I did a practice run today (NYD) in a 15-25 knot SW seabreeze. 7.5 KA Koncept, ~110L slalom board and 23cm weed fin. Took a waterproof bumbag with a mobile phone and wallet and bribed my wife with a coffee to pick me up at the other end. Very glad I did. First, it was awesome fun. But I also learned a few things. It took me 44 min to get from Seacliff to the north side of the new breakwater at Semaphore. Quicker than a car I think so the idea of starting people at Seacliff then driving down to record the finish won’t work. I pressed on to Largs Bay, as we did discuss finishing there – I wouldn’t recommend that. The change in angle to the coast means that you may be forced a longway out to sea (see pic) once past Semaphore. Otherwise it was possible to hug the coast all the way down, never being more offshore than the short-boarders BAFing at the various spots along the coast. The idea of having inshore gates along the coast isn’t as good as it sounds. At a deep angle off the wind you seem to be concentrating on bearing away on the swells to get closer to shore, and rounding up slightly if you lose pressure in the sail. It’s a delicate balance – the shore is behind your sail and very hard to devote attention to things like a person or a buoy, or in fact identify things like Yacht clubs or SLSC clubs along the way. There are only 2 very obvious structures that appear in front of you – a west cardinal mark just north of Adelaide Shores, and the intake for West Lakes – about 1/3 and 2/3 of the way. I suggest we make it mandatory to pass inside of these, and have an observer onshore at each with binos. To do the first one, you need to head inshore after the breakwater at Glenelg. The jetties are very obvious of course.

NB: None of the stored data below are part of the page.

//! Flood-fill bookkeeping.
//!
//! Two questions are answered here: has this node already seen a
//! message, and has a message already been sent to a given peer.
//! Both answers come from expiring sets controlled by the same
//! `dedupe_interval` setting. Per-peer forwarding queues make sure
//! that a slow peer only delays messages destined to itself.

use {
  crate::{cache::ExpiringSet, Config},
  bytes::Bytes,
  dashmap::DashMap,
  libp2p::PeerId,
  metrics::{gauge, increment_counter},
  multihash::{Code, Multihash, MultihashDigest},
  parking_lot::Mutex,
  std::collections::VecDeque,
};

/// Maximum number of messages waiting to be forwarded to one peer.
/// Once reached, the oldest pending message is dropped.
pub const MAX_PENDING: usize = 1024;

/// Seen-message and sent-message caches.
#[derive(Debug)]
pub struct Gossip {
  /// Hashes of messages received by this node.
  seen: Option<Mutex<ExpiringSet<Multihash>>>,

  /// Hashes of (peer, message) pairs already sent.
  sent: Option<Mutex<ExpiringSet<Multihash>>>,
}

impl Gossip {
  pub fn new(config: &Config) -> Self {
    Self {
      seen: config.dedupe_interval.map(|ttl| {
        Mutex::new(ExpiringSet::new(ttl, config.seen_cache_capacity))
      }),
      sent: config.dedupe_interval.map(|ttl| {
        Mutex::new(ExpiringSet::new(ttl, config.message_cache_capacity))
      }),
    }
  }

  /// Tests and marks a message as seen.
  ///
  /// The first call for a hash returns `false`, later calls return
  /// `true` until the entry expires. Always `false` when
  /// de-duplication is turned off.
  pub fn has_seen(&self, hash: &Multihash) -> bool {
    match &self.seen {
      Some(seen) => seen.lock().insert(*hash),
      None => false,
    }
  }

  /// Tests and marks a message as sent to a peer. Returns `false` if
  /// it was already sent recently and should not be sent again.
  pub fn should_send(&self, peer: &PeerId, hash: &Multihash) -> bool {
    match &self.sent {
      Some(sent) => !sent.lock().insert(cache_key(peer, hash)),
      None => true,
    }
  }

  /// Records that a peer already holds a message, typically because
  /// it sent the message to us. It is never sent back to that peer.
  pub fn mark_held(&self, peer: &PeerId, hash: &Multihash) {
    if let Some(sent) = &self.sent {
      sent.lock().insert(cache_key(peer, hash));
    }
  }

  /// Undoes [`Gossip::should_send`] after a failed delivery.
  pub fn forget_sent(&self, peer: &PeerId, hash: &Multihash) {
    if let Some(sent) = &self.sent {
      sent.lock().remove(&cache_key(peer, hash));
    }
  }

  pub fn prune_expired(&self) {
    if let Some(seen) = &self.seen {
      let mut seen = seen.lock();
      seen.prune_expired();
      gauge!("gossip_seen_messages", seen.len() as f64);
    }

    if let Some(sent) = &self.sent {
      let mut sent = sent.lock();
      sent.prune_expired();
      gauge!("gossip_sent_messages", sent.len() as f64);
    }
  }
}

fn cache_key(peer: &PeerId, hash: &Multihash) -> Multihash {
  let mut bytes = peer.to_bytes();
  bytes.extend_from_slice(&hash.to_bytes());
  Code::Sha3_256.digest(&bytes)
}

/// A message waiting to be written to a peer.
#[derive(Debug, Clone)]
pub struct Outbound {
  pub payload: Bytes,
  pub hash: Multihash,
}

#[derive(Debug)]
enum ForwardState {
  /// No forwarding task is running for the peer.
  Idle,

  /// A forwarding task is writing to the peer, further messages
  /// wait in the queue.
  Busy(VecDeque<Outbound>),
}

/// Per-peer forwarding queues of one protocol.
///
/// At most one forwarding task runs per peer. Whoever moves a peer
/// from idle to busy is responsible for spawning it, the task then
/// drains the queue with [`Forwarders::next`] until it is empty.
#[derive(Debug, Default)]
pub struct Forwarders {
  peers: DashMap<PeerId, ForwardState>,
}

impl Forwarders {
  pub fn new() -> Self {
    Self::default()
  }

  /// Queues a message for a peer. Returns the message back if the
  /// peer was idle, in which case the caller has to start forwarding.
  pub fn enqueue(&self, peer: PeerId, message: Outbound) -> Option<Outbound> {
    let mut state = self.peers.entry(peer).or_insert(ForwardState::Idle);
    match &mut *state {
      ForwardState::Idle => {
        *state = ForwardState::Busy(VecDeque::new());
        Some(message)
      }
      ForwardState::Busy(pending) => {
        if pending.len() >= MAX_PENDING {
          increment_counter!("gossip_dropped_messages");
          pending.pop_front();
        }
        pending.push_back(message);
        None
      }
    }
  }

  /// Next message for a busy peer, marks the peer idle once its queue
  /// is empty.
  pub fn next(&self, peer: &PeerId) -> Option<Outbound> {
    let mut state = self.peers.get_mut(peer)?;
    match &mut *state {
      ForwardState::Busy(pending) => match pending.pop_front() {
        Some(message) => Some(message),
        None => {
          *state = ForwardState::Idle;
          None
        }
      },
      ForwardState::Idle => None,
    }
  }

  /// Drops everything queued for a peer.
  pub fn remove(&self, peer: &PeerId) {
    self.peers.remove(peer);
  }
}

The sea conditions were chop and a rolling swell which disappeared between Semaphore and Largs. The wind strength seems to come and go on 5 min cycle or so. My average board speed was about 20 knots, with bursts to 25 k. Not that fast because of the deep angle, but the fastest VMG downwind according to my sums – happy for someone to prove me wrong! Sailed comfortably and safely at this speed, with at bit of load on the back leg. It is a different style of sailing however, which I think it pays to practice before hand. The main problem is going for a gybe after a long session on one tack – all your muscles seem to be frozen in the one position. However, physically it wasn’t too demanding and I actually felt I could sail the same distance again. It was almost too short! With this particular board, I was totally confident in not stuffing the nose into the back of a swell (= big prang). The weed fin was a success in that it didn’t catch weed and was fast enough, but too small and prone to spinout which with this board can trip a rail – fell off 3 times I think which were all due to spin-out (not pilot error of course :-) ). Had one panicky episode off Glenelg when waterstarting just wasn’t working till I realised my harness loop was hooked on the fin. Panicky mostly because I realised I might be blowing a PB time to Glenelg. I didn’t particularly feel at risk for the whole trip except when uncomfortably offshore from Largs.
From the Seabreeze responses, it looks like this will be a pretty small event – I think the main challenge will be the reality that in Adelaide we have to call the event at short-notice when the wind looks good. Seabreezes can be hard to predict, even the day before. Not conducive to elaborates plans, where people are constantly on standby. I think a boat would be good but possibly optional if logistics are too hard. A buddy system with mobile phones could address a lot of concerns if the SeaRescue Squad and SLSC are advised and on standby.